I refer to excellent @WhatsUp 'The "Loop of rope" dilemma' puzzle #112422. That puzzle is about continuous values, this similar one is about discrete values. And attempts to add a twist.
Every evening, Alice and Bob serve their employer's guests. Those guests are seated at a round table. All seats are always occupied. In order to each time work slightly different, and, doing so, to break out of the daily routine, Bob came up with following work-plan: every day Alice may choose seat A of a guest which she would like to serve that evening, and, Bob chooses two different seats B and B'. They choose independent of one another, without knowing each other's choice. All choices have equal probability. Bob's seats B and B' could be any (but different) and Alice's favorite guest could occupy any seat A (potentially same as B or B'),
Bob's work-plan further states: either starting from seat B to seat B' (not including B'), or, in same rotation sense, starting from seat B' to seat B (not including B), Alice serves those guests to whom her choice seat A belongs, and, Bob serves the other guests. The number of guests that are being served by Alice or Bob, and the location of their seats, can vary every day, and, therefore, one working day is not always like another one, ... sometimes more, sometimes less work, and, ... sometimes more, sometimes less time to spend time on the (favorite) guest(s).
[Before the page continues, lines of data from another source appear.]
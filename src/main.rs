//! CLI entry point for the puzzle searcher.
//!
//! Usage:
//!   puzzle-searcher solve <BOARD> [options]
//!   puzzle-searcher batch <FILE> [options]
//!
//! Options:
//!   --algorithm <name>     random | breadth-first | depth-first | greedy | a-star
//!   --depth-limit <n>      Depth limit for the uninformed algorithms
//!   --heuristic <name>     zero | misplaced | weighted (greedy and a-star)
//!   --timeout-secs <n>     Give up after this many seconds
//!   --show-moves           Replay the solution move by move (solve only)
//!   --json                 Emit machine-readable JSON

use std::fs;
use std::path::PathBuf;
use std::time::Duration;

use clap::{Parser, Subcommand};
use serde::Serialize;

use puzzle_searcher::{
    by_name, create_searcher, Board, Direction, SearchError, SearchOutcome, SearchResult,
    Searcher, SearcherParam, State,
};

#[derive(Parser)]
#[command(name = "puzzle-searcher")]
#[command(about = "State-space search strategies for the sliding eight puzzle")]
#[command(version)]
struct Cli {
    #[command(subcommand)]
    command: Commands,
}

#[derive(Subcommand)]
enum Commands {
    /// Solve a single board
    Solve {
        /// Serialized board: nine digits, row-major, 0 for the blank
        #[arg(value_name = "BOARD")]
        board: String,

        /// Search algorithm
        #[arg(long, default_value = "breadth-first")]
        algorithm: String,

        /// Depth limit for the uninformed algorithms (unbounded if omitted)
        #[arg(long)]
        depth_limit: Option<u32>,

        /// Heuristic name for greedy and a-star
        #[arg(long)]
        heuristic: Option<String>,

        /// Give up after this many seconds
        #[arg(long)]
        timeout_secs: Option<u64>,

        /// Replay the solution move by move
        #[arg(long)]
        show_moves: bool,

        /// Emit machine-readable JSON instead of text
        #[arg(long)]
        json: bool,
    },

    /// Solve every board listed in a file, one per line
    Batch {
        /// Path to the board list
        #[arg(value_name = "FILE")]
        file: PathBuf,

        /// Search algorithm
        #[arg(long, default_value = "breadth-first")]
        algorithm: String,

        /// Depth limit for the uninformed algorithms (unbounded if omitted)
        #[arg(long)]
        depth_limit: Option<u32>,

        /// Heuristic name for greedy and a-star
        #[arg(long)]
        heuristic: Option<String>,

        /// Give up after this many seconds, per board
        #[arg(long)]
        timeout_secs: Option<u64>,

        /// Emit machine-readable JSON instead of text
        #[arg(long)]
        json: bool,
    },
}

/// Output format for a single solve
#[derive(Debug, Serialize)]
#[serde(rename_all = "camelCase")]
struct SolveOutput {
    solved: bool,
    #[serde(skip_serializing_if = "Option::is_none")]
    moves: Option<u32>,
    #[serde(skip_serializing_if = "Option::is_none")]
    path: Option<Vec<Direction>>,
    cancelled: bool,
    states_tested: usize,
    time_elapsed_ms: u64,
}

/// Output format for one batch line
#[derive(Debug, Serialize)]
#[serde(rename_all = "camelCase")]
struct BatchLine {
    board: String,
    solved: bool,
    #[serde(skip_serializing_if = "Option::is_none")]
    moves: Option<u32>,
    cancelled: bool,
    states_tested: usize,
}

/// Output format for a whole batch run
#[derive(Debug, Serialize)]
#[serde(rename_all = "camelCase")]
struct BatchOutput {
    results: Vec<BatchLine>,
    puzzles_solved: usize,
    #[serde(skip_serializing_if = "Option::is_none")]
    average_moves: Option<f64>,
    #[serde(skip_serializing_if = "Option::is_none")]
    average_states_tested: Option<f64>,
}

fn main() {
    let cli = Cli::parse();

    match cli.command {
        Commands::Solve {
            board,
            algorithm,
            depth_limit,
            heuristic,
            timeout_secs,
            show_moves,
            json,
        } => run_solve(
            &board,
            &algorithm,
            depth_limit,
            heuristic.as_deref(),
            timeout_secs,
            show_moves,
            json,
        ),
        Commands::Batch {
            file,
            algorithm,
            depth_limit,
            heuristic,
            timeout_secs,
            json,
        } => run_batch(
            &file,
            &algorithm,
            depth_limit,
            heuristic.as_deref(),
            timeout_secs,
            json,
        ),
    }
}

/// Build a configured searcher from CLI options: a heuristic name selects
/// the informed parameter, otherwise the depth limit is passed through.
fn build_searcher(
    algorithm: &str,
    depth_limit: Option<u32>,
    heuristic: Option<&str>,
    timeout_secs: Option<u64>,
) -> Result<Searcher, SearchError> {
    let param = match heuristic {
        Some(name) => SearcherParam::Heuristic(by_name(name)?),
        None => SearcherParam::DepthLimit(depth_limit),
    };
    let mut searcher = create_searcher(algorithm, param)?;
    if let Some(secs) = timeout_secs {
        searcher = searcher.with_timeout(Duration::from_secs(secs));
    }
    Ok(searcher)
}

fn run_solve(
    board: &str,
    algorithm: &str,
    depth_limit: Option<u32>,
    heuristic: Option<&str>,
    timeout_secs: Option<u64>,
    show_moves: bool,
    json: bool,
) {
    let initial = match Board::from_digits(board) {
        Ok(b) => b,
        Err(e) => {
            eprintln!("Error: {e}");
            std::process::exit(1);
        }
    };

    let mut searcher = match build_searcher(algorithm, depth_limit, heuristic, timeout_secs) {
        Ok(s) => s,
        Err(e) => {
            eprintln!("Error: {e}");
            std::process::exit(1);
        }
    };

    let result = searcher.find_solution(State::root(initial.clone()));

    if json {
        let output = format_solve(&result);
        println!("{}", serde_json::to_string_pretty(&output).unwrap());
    } else {
        match &result.outcome {
            SearchOutcome::Solved(state) => {
                println!("Found a solution requiring {} moves.", state.num_moves);
            }
            SearchOutcome::Exhausted => println!("Failed to find a solution."),
            SearchOutcome::Cancelled => println!("Search terminated."),
        }
        println!(
            "{} states tested in {} ms.",
            result.states_tested, result.time_elapsed_ms
        );
        if show_moves {
            if let Some(state) = result.solution() {
                replay(&initial, state);
            }
        }
    }

    if result.solution().is_some() {
        std::process::exit(0);
    } else {
        std::process::exit(1);
    }
}

fn run_batch(
    file: &PathBuf,
    algorithm: &str,
    depth_limit: Option<u32>,
    heuristic: Option<&str>,
    timeout_secs: Option<u64>,
    json: bool,
) {
    let content = match fs::read_to_string(file) {
        Ok(c) => c,
        Err(e) => {
            eprintln!("Error reading {}: {}", file.display(), e);
            std::process::exit(1);
        }
    };

    let mut results: Vec<BatchLine> = Vec::new();
    let mut attempted = 0usize;
    let mut puzzles_solved = 0usize;
    let mut total_moves = 0u64;
    let mut total_tested = 0u64;

    for line in content.lines() {
        let digits = line.trim();
        if digits.is_empty() {
            continue;
        }

        let board = match Board::from_digits(digits) {
            Ok(b) => b,
            Err(e) => {
                eprintln!("{digits}: {e}");
                continue;
            }
        };

        // A fresh searcher per board: every run owns its own statistics.
        let mut searcher = match build_searcher(algorithm, depth_limit, heuristic, timeout_secs) {
            Ok(s) => s,
            Err(e) => {
                eprintln!("Error: {e}");
                std::process::exit(1);
            }
        };

        attempted += 1;
        let result = searcher.find_solution(State::root(board));
        let cancelled = matches!(result.outcome, SearchOutcome::Cancelled);

        match result.solution() {
            Some(state) => {
                if !json {
                    println!(
                        "{digits}: {} moves, {} states tested",
                        state.num_moves, result.states_tested
                    );
                }
                puzzles_solved += 1;
                total_moves += u64::from(state.num_moves);
                total_tested += result.states_tested as u64;
                results.push(BatchLine {
                    board: digits.to_string(),
                    solved: true,
                    moves: Some(state.num_moves),
                    cancelled: false,
                    states_tested: result.states_tested,
                });
            }
            None => {
                if !json {
                    if cancelled {
                        println!("{digits}: search terminated, no solution");
                    } else {
                        println!("{digits}: no solution");
                    }
                }
                results.push(BatchLine {
                    board: digits.to_string(),
                    solved: false,
                    moves: None,
                    cancelled,
                    states_tested: result.states_tested,
                });
            }
        }
    }

    if json {
        let output = BatchOutput {
            results,
            puzzles_solved,
            average_moves: (puzzles_solved > 0)
                .then(|| total_moves as f64 / puzzles_solved as f64),
            average_states_tested: (puzzles_solved > 0)
                .then(|| total_tested as f64 / puzzles_solved as f64),
        };
        println!("{}", serde_json::to_string_pretty(&output).unwrap());
    } else {
        println!();
        if puzzles_solved > 0 {
            println!("solved {puzzles_solved} puzzles");
            println!(
                "averages: {:.1} moves, {:.1} states tested",
                total_moves as f64 / puzzles_solved as f64,
                total_tested as f64 / puzzles_solved as f64
            );
        } else {
            println!("solved 0 puzzles");
        }
    }

    if attempted > 0 && puzzles_solved == attempted {
        std::process::exit(0);
    } else {
        std::process::exit(1);
    }
}

fn format_solve(result: &SearchResult) -> SolveOutput {
    SolveOutput {
        solved: result.solution().is_some(),
        moves: result.solution().map(|s| s.num_moves),
        path: result.solution().map(|s| s.moves_from_root()),
        cancelled: matches!(result.outcome, SearchOutcome::Cancelled),
        states_tested: result.states_tested,
        time_elapsed_ms: result.time_elapsed_ms,
    }
}

/// Print the solution path move by move, starting from the initial board.
fn replay(initial: &Board, goal: &State) {
    let mut board = initial.clone();
    println!("{board}");
    for direction in goal.moves_from_root() {
        board.move_blank(direction);
        println!("{direction}");
        println!("{board}");
    }
}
Some questions are: on average, do Alice and Bob serve the same number of guests?, or, does one serve, either on average more, or on average less guests than the other, and, if so, exactly how much more or less?
Bob had explained to Alice: B and B' are random seats whose location cuts, on average, the number of guests in half. Your (i.e. Alice's) independently chosen seat A belongs to one of both parts determined by B and B', and, on average, we both serve half of the number of guests.
But Alice, who is sensitive to work and injustice, got, after some time, the impression to have to work harder than Bob.
Alice and Bob are both paid 240 euro per working day. Their employer agreed with the variations of the work-plan and assumes that, on average, both serve an equal number of guests. But Alice calculates that, if their employer wants to pay same total 480, she (Alice), should be paid 310 euro per working day, and, he (Bob), should be paid 170 euro per working day.
More questions are: does Alice calculate and reason correctly? And, if so, how many seats are there around the table?